For our project on Multilingual Contextual Summarization for Global Enterprises, the dataset plays a critical role in ensuring the accuracy and relevance of the generated summaries. We have selected datasets that provide a diverse and comprehensive collection of multilingual documents, which are essential for training and evaluating our models.

## __Selected Dataset__
We will utilize the MLSUM dataset, which stands out as a large-scale multilingual summarization dataset. MLSUM contains over 1.5 million article-summary pairs in five different languages: French, German, Spanish, Russian, and Turkish. This dataset is particularly suitable for our project because it offers a wide variety of articles and summaries from reputable news sources, ensuring both the quality and diversity needed for robust model training.

## __References:__
* `MLSUM`: The Multilingual Summarization Corpus - This dataset was introduced to facilitate research in multilingual text summarization by providing a large-scale, diverse set of news articles and summaries. It includes articles from five languages and aims to enable new research directions in the text summarization community. Link to paper​​.

* `XL-Sum`: Large-Scale Multilingual Abstractive Summarization - XL-Sum provides an extensive collection of multilingual summarization data, enhancing the ability to develop models that perform well across various languages. This dataset complements MLSUM by offering additional resources and benchmarks for evaluating summarization models. Link to paper​​.

* Contrastive Aligned Joint Learning for Multilingual Summarization - This reference explores novel methods for improving multilingual summarization, focusing on contrastive learning strategies. It provides insights into the challenges and solutions for developing high-quality summarization models, which will be valuable for refining our approach. Link to paper​​.

## __Selected Dataset Details__
`MLSUM`: Contains over `1.5 million` article-summary pairs from five languages`.
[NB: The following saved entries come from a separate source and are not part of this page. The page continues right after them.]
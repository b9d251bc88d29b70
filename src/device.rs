//! V4L2 device implementation using the v4l crate.

use v4l::buffer::Type;
use v4l::io::mmap::Stream;
use v4l::io::traits::CaptureStream as V4lCaptureStream;
use v4l::video::Capture;
use v4l::Device;

use crate::traits::{
    CameraDevice, CameraError, CameraProvider, CaptureStream, DeviceCapabilities, Format, FourCC,
    Frame, FrameMetadata, Result,
};
use std::io::ErrorKind;
use std::time::Duration;

/// Opens `/dev/videoN` devices through V4L2.
#[derive(Debug, Clone, Copy, Default)]
pub struct V4L2Provider;

impl CameraProvider for V4L2Provider {
    type Device = V4L2Device;

    fn open(&self, index: u32) -> Result<Self::Device> {
        V4L2Device::open(index)
    }
}

/// V4L2 device implementation wrapping the v4l crate.
pub struct V4L2Device {
    device: Device,
    capabilities: DeviceCapabilities,
}

impl V4L2Device {
    /// Open a V4L2 device by index (e.g., 0 for /dev/video0).
    pub fn open(index: u32) -> Result<Self> {
        let device = Device::new(index as usize).map_err(|err| {
            if err.kind() == ErrorKind::NotFound {
                CameraError::DeviceNotFound(index)
            } else {
                CameraError::DeviceOpenFailed(err.to_string())
            }
        })?;

        let caps = device
            .query_caps()
            .map_err(|err| CameraError::DeviceOpenFailed(err.to_string()))?;

        let capabilities = DeviceCapabilities {
            driver: caps.driver,
            card: caps.card,
            bus_info: caps.bus,
            can_capture: caps.capabilities.contains(v4l::capability::Flags::VIDEO_CAPTURE),
            can_stream: caps.capabilities.contains(v4l::capability::Flags::STREAMING),
        };

        if !capabilities.can_capture {
            return Err(CameraError::DeviceOpenFailed(format!(
                "/dev/video{index} ({}) is not a capture device",
                capabilities.card
            )));
        }
        if !capabilities.can_stream {
            return Err(CameraError::DeviceOpenFailed(format!(
                "/dev/video{index} ({}) does not support streaming I/O",
                capabilities.card
            )));
        }

        Ok(Self {
            device,
            capabilities,
        })
    }
}

fn from_v4l(fmt: &v4l::Format) -> Format {
    Format {
        width: fmt.width,
        height: fmt.height,
        fourcc: FourCC::from(fmt.fourcc),
        stride: fmt.stride,
        size: fmt.size,
    }
}

fn stream_error(err: &std::io::Error) -> CameraError {
    if err.kind() == ErrorKind::TimedOut {
        CameraError::Timeout
    } else {
        CameraError::StreamError(err.to_string())
    }
}

impl CameraDevice for V4L2Device {
    type Stream<'a> = V4L2Stream<'a>;

    fn capabilities(&self) -> &DeviceCapabilities {
        &self.capabilities
    }

    fn set_format(&mut self, format: &Format) -> Result<Format> {
        let mut fmt = self
            .device
            .format()
            .map_err(|err| CameraError::StreamError(err.to_string()))?;

        fmt.width = format.width;
        fmt.height = format.height;
        fmt.fourcc = format.fourcc.into();

        // The driver may clamp to the nearest supported mode; that is what we report.
        let fmt = self
            .device
            .set_format(&fmt)
            .map_err(|err| CameraError::StreamError(err.to_string()))?;

        Ok(from_v4l(&fmt))
    }

    fn create_stream(
        &mut self,
        buffer_count: u32,
        timeout: Option<Duration>,
    ) -> Result<Self::Stream<'_>> {
        let mut stream = Stream::with_buffers(&self.device, Type::VideoCapture, buffer_count)
            .map_err(|err| CameraError::StreamError(err.to_string()))?;

        if let Some(timeout) = timeout {
            stream.set_timeout(timeout);
        }

        Ok(V4L2Stream { stream })
    }
}

/// V4L2 capture stream wrapping mmap-based streaming.
pub struct V4L2Stream<'a> {
    stream: Stream<'a>,
}

impl CaptureStream for V4L2Stream<'_> {
    fn next_frame(&mut self) -> Result<Frame> {
        let (buf, meta) = self.stream.next().map_err(|err| stream_error(&err))?;

        // Safe conversions: V4L2 timestamps are always non-negative in practice
        #[allow(clippy::cast_sign_loss)]
        let secs = meta.timestamp.sec.max(0) as u64;
        #[allow(clippy::cast_sign_loss, clippy::cast_possible_truncation)]
        let nanos = (meta.timestamp.usec.max(0) as u32).saturating_mul(1000);

        Ok(Frame {
            data: buf.to_vec(),
            metadata: FrameMetadata {
                sequence: meta.sequence,
                timestamp: Duration::new(secs, nanos),
                bytes_used: meta.bytesused,
            },
        })
    }
}
//! Earliest/latest start times over the task dependency graph.
//!
//! Forward pass: a task starts when its last predecessor finishes. Backward
//! pass: the latest start that does not delay the whole plan. Zero-slack
//! tasks form the critical path.

use crate::geometry::tolerance::EPS_POS;
use crate::model::ShapeId;
use crate::Drawing;
use serde::Serialize;
use std::collections::BTreeMap;

#[derive(Clone, Copy, Debug, PartialEq, Serialize)]
pub struct TaskTimes {
    pub duration: f32,
    pub earliest_start: f32,
    pub earliest_finish: f32,
    pub latest_start: f32,
    pub latest_finish: f32,
}

impl TaskTimes {
    pub fn slack(&self) -> f32 {
        self.latest_start - self.earliest_start
    }
    pub fn is_critical(&self) -> bool {
        self.slack().abs() <= EPS_POS
    }
}

#[derive(Clone, Debug, Default, PartialEq, Serialize)]
pub struct Schedule {
    pub times: BTreeMap<ShapeId, TaskTimes>,
    pub makespan: f32,
    /// Critical tasks in dependency order.
    pub critical_path: Vec<ShapeId>,
}

impl Schedule {
    pub fn get(&self, task: ShapeId) -> Option<&TaskTimes> {
        self.times.get(&task)
    }
}

impl Drawing {
    /// Schedule every task shape, isolated ones included.
    pub fn schedule(&self) -> Schedule {
        let durations: BTreeMap<ShapeId, f32> = self
            .shapes
            .iter()
            .enumerate()
            .filter_map(|(i, s)| {
                let task = s.as_ref()?.task_info()?;
                Some((i as ShapeId, task.effective_duration()))
            })
            .collect();
        if durations.is_empty() {
            return Schedule::default();
        }

        // Linked tasks in dependency order, then the isolated ones.
        let mut order = self.tracker.topological_order();
        let linked: std::collections::BTreeSet<ShapeId> = order.iter().copied().collect();
        order.retain(|id| durations.contains_key(id));
        order.extend(durations.keys().copied().filter(|id| !linked.contains(id)));

        let mut times: BTreeMap<ShapeId, TaskTimes> = BTreeMap::new();
        for &id in &order {
            let duration = durations[&id];
            let earliest_start = self
                .tracker
                .predecessors(id)
                .iter()
                .filter_map(|p| times.get(p).map(|t| t.earliest_finish))
                .fold(0.0_f32, f32::max);
            times.insert(
                id,
                TaskTimes {
                    duration,
                    earliest_start,
                    earliest_finish: earliest_start + duration,
                    latest_start: 0.0,
                    latest_finish: 0.0,
                },
            );
        }

        let makespan = times.values().map(|t| t.earliest_finish).fold(0.0_f32, f32::max);
        for &id in order.iter().rev() {
            let latest_finish = self
                .tracker
                .successors(id)
                .iter()
                .filter_map(|s| times.get(s).map(|t| t.latest_start))
                .fold(makespan, f32::min);
            if let Some(t) = times.get_mut(&id) {
                t.latest_finish = latest_finish;
                t.latest_start = latest_finish - t.duration;
            }
        }

        let critical_path = order
            .iter()
            .copied()
            .filter(|id| times.get(id).map_or(false, TaskTimes::is_critical))
            .collect();
        tracing::trace!(tasks = times.len(), makespan, "schedule computed");
        Schedule {
            times,
            makespan,
            critical_path,
        }
    }
}
use js_sys::{Object, Reflect};
use linkage_wasm::Drawing;
use wasm_bindgen::JsValue;
use wasm_bindgen_test::*;

wasm_bindgen_test_configure!(run_in_browser);

fn is_err(v: &JsValue, code: &str) -> bool {
    if let Ok(ok) =
        Reflect::get(v, &JsValue::from_str("ok")).and_then(|x| x.as_bool().ok_or(JsValue::NULL))
    {
        if ok {
            return false;
        }
        if let Ok(err) = Reflect::get(v, &JsValue::from_str("error")) {
            if let Ok(c) = Reflect::get(&err, &JsValue::from_str("code")) {
                return c.as_string().map_or(false, |s| s == code);
            }
        }
    }
    false
}

fn locator(kind: &str, pairs: &[(&str, f64)]) -> JsValue {
    let o = Object::new();
    let _ = Reflect::set(&o, &JsValue::from_str("type"), &JsValue::from_str(kind));
    for (k, v) in pairs {
        let _ = Reflect::set(&o, &JsValue::from_str(k), &JsValue::from_f64(*v));
    }
    o.into()
}

#[wasm_bindgen_test]
fn invalid_ids_and_values_return_typed_errors() {
    let mut d = Drawing::new();
    let ver = d.geom_version();
    assert!(is_err(&d.move_shape_res(12345, 1.0, 0.0), "invalid_id"));
    assert!(is_err(&d.remove_edge_res(9999), "invalid_id"));
    assert!(is_err(&d.add_rect_res(f32::NAN, 0.0, 1.0, 1.0), "non_finite"));
    assert!(is_err(&d.add_rect_res(1.0e9, 0.0, 1.0, 1.0), "out_of_range"));
    assert!(is_err(&d.add_task_res(0.0, 0.0, 1.0, 1.0, "t", -1.0), "out_of_range"));
    assert!(is_err(&d.add_edge_res(7), "invalid_role"));
    assert!(is_err(&d.set_flatten_tolerance_res(-0.1), "out_of_range"));
    assert_eq!(d.geom_version(), ver, "state mutated on error");
}

#[wasm_bindgen_test]
fn connect_refusals_carry_codes() {
    let mut d = Drawing::new();
    let a = d.add_task(0.0, 0.0, 40.0, 20.0, "a", 1.0);
    let b = d.add_task(100.0, 0.0, 40.0, 20.0, "b", 1.0);
    let plain = d.add_rect(0.0, 100.0, 10.0, 10.0);
    let e0 = d.add_edge(1).unwrap();
    let e1 = d.add_edge(1).unwrap();
    let e2 = d.add_edge(1).unwrap();
    let c = JsValue::UNDEFINED;

    let ok = d.connect_res(e0, a, c.clone(), true, b, c.clone(), true);
    assert_eq!(Reflect::get(&ok, &JsValue::from_str("ok")).unwrap().as_bool(), Some(true));
    assert_eq!(d.edge_state(e0).as_deref(), Some("connected"));
    let ver = d.geom_version();
    assert!(is_err(&d.connect_res(e1, b, c.clone(), true, a, c.clone(), true), "cycle"));
    assert!(is_err(&d.connect_res(e1, a, c.clone(), true, b, c.clone(), true), "duplicate"));
    assert!(is_err(&d.connect_res(e1, a, c.clone(), true, plain, c.clone(), true), "not_participant"));
    assert!(is_err(&d.connect_res(e0, a, c.clone(), true, b, c.clone(), true), "already_connected"));
    assert!(is_err(&d.complete_connection_res(e2), "incomplete"));
    assert_eq!(d.geom_version(), ver);
    assert_eq!(d.edge_state(e1).as_deref(), Some("unconnected"));
}

#[wasm_bindgen_test]
fn locator_objects_are_validated() {
    let mut d = Drawing::new();
    let a = d.add_rect(0.0, 0.0, 10.0, 10.0);
    let b = d.add_rect(50.0, 0.0, 10.0, 10.0);
    let e = d.add_edge(0).unwrap();
    let unknown = locator("spiralLocator", &[]);
    assert!(is_err(&d.set_start_res(e, a, unknown, false), "invalid_locator"));
    let bad = locator("pathNodeLocator", &[("index", 1.5)]);
    assert!(is_err(&d.set_start_res(e, a, bad, false), "invalid_attribute"));
    let rel = locator("relativeLocator", &[("relativeX", 1.0), ("relativeY", 0.5)]);
    assert!(!is_err(&d.set_start_res(e, a, rel, false), "invalid_locator"));
    assert_eq!(d.edge_state(e).as_deref(), Some("partially_connected"));
    assert!(is_err(&d.set_end_res(e, 999, JsValue::NULL, false), "invalid_id"));
    assert!(d.set_end(e, b, JsValue::NULL, false));
    assert_eq!(d.edge_state(e).as_deref(), Some("connected"));
    assert!(!d.complete_connection(e));
}

#[wasm_bindgen_test]
fn non_scalar_locator_fields_read_as_defaults() {
    let mut d = Drawing::new();
    let a = d.add_rect(0.0, 0.0, 10.0, 10.0);
    let e = d.add_edge(0).unwrap();
    let o = Object::new();
    let _ = Reflect::set(&o, &JsValue::from_str("type"), &JsValue::from_str("pathNodeLocator"));
    let _ = Reflect::set(&o, &JsValue::from_str("index"), &JsValue::NULL);
    let loc: JsValue = o.into();
    assert!(is_err(&d.set_start_res(e, a, loc.clone(), false), "invalid_attribute"));
    assert!(d.set_start(e, a, loc, false));
    assert!(is_err(&d.set_end_res(e, a, locator("offsetLocator", &[("offsetX", f64::NAN)]), false), "invalid_attribute"));
}

#[wasm_bindgen_test]
fn json_res_reports_load_errors() {
    let mut d = Drawing::new();
    assert!(is_err(&d.from_json_res(JsValue::from_str("nope")), "parse"));
}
* __Languages__: French, German, Spanish, Russian, Turkish.
* __Source__: News articles from reputable sources.
* __Data Collection Process__: We will collect the dataset from public repositories and ensure it is preprocessed for tokenization, normalization, and language detection. This preprocessing step is crucial for preparing the data for model training.

# __3. Data Preprocessing__

![Process flow](images/process_flow_pic.webp)
* __Data cleaning__: Removing unnecessary observations for the sake of project scope.
* __Tokenization__: Splitting text into words or subwords to facilitate model understanding.
* __Normalization__: Standardizing text data to remove inconsistencies.
* __Language Detection__: Identifying and labeling the language of each document to ensure accurate processing.
By leveraging the MLSUM dataset and incorporating insights from the referenced works, we aim to develop a robust multilingual summarization tool that meets the needs of global enterprises, providing accurate and context-preserving summaries across multiple languages.

In [13]:
from datasets import load_dataset
from transformers import MBartTokenizer, MBartForConditionalGeneration

#Load MLSUM dataset for French
dataset = load_dataset("mlsum", "fr")

In [14]:
#Load tokenizer
tokenizer = MBart50Tokenizer.from_pretrained('facebook/mbart-large-50')


In [15]:
#Preprocessing function
def preprocess_function(examples):
    inputs = tokenizer(examples['text'], max_length=512, padding='max_length', truncation=True)
    targets = tokenizer(examples['summary'], max_length=150, padding='max_length', truncation=True)
    return {
        'input_ids': inputs['input_ids'],
        'attention_mask': inputs['attention_mask'],
        'labels': targets['input_ids']
    }

In [None]:
#Applying the preprocessing to the dataset
dataset = dataset.map(preprocess_function, batched=True)

Map:   0%|          | 0/392902 [00:00<?, ? examples/s]

In [None]:
#Optional: Save the processed dataset
dataset.save_to_disk("processed_mlsum")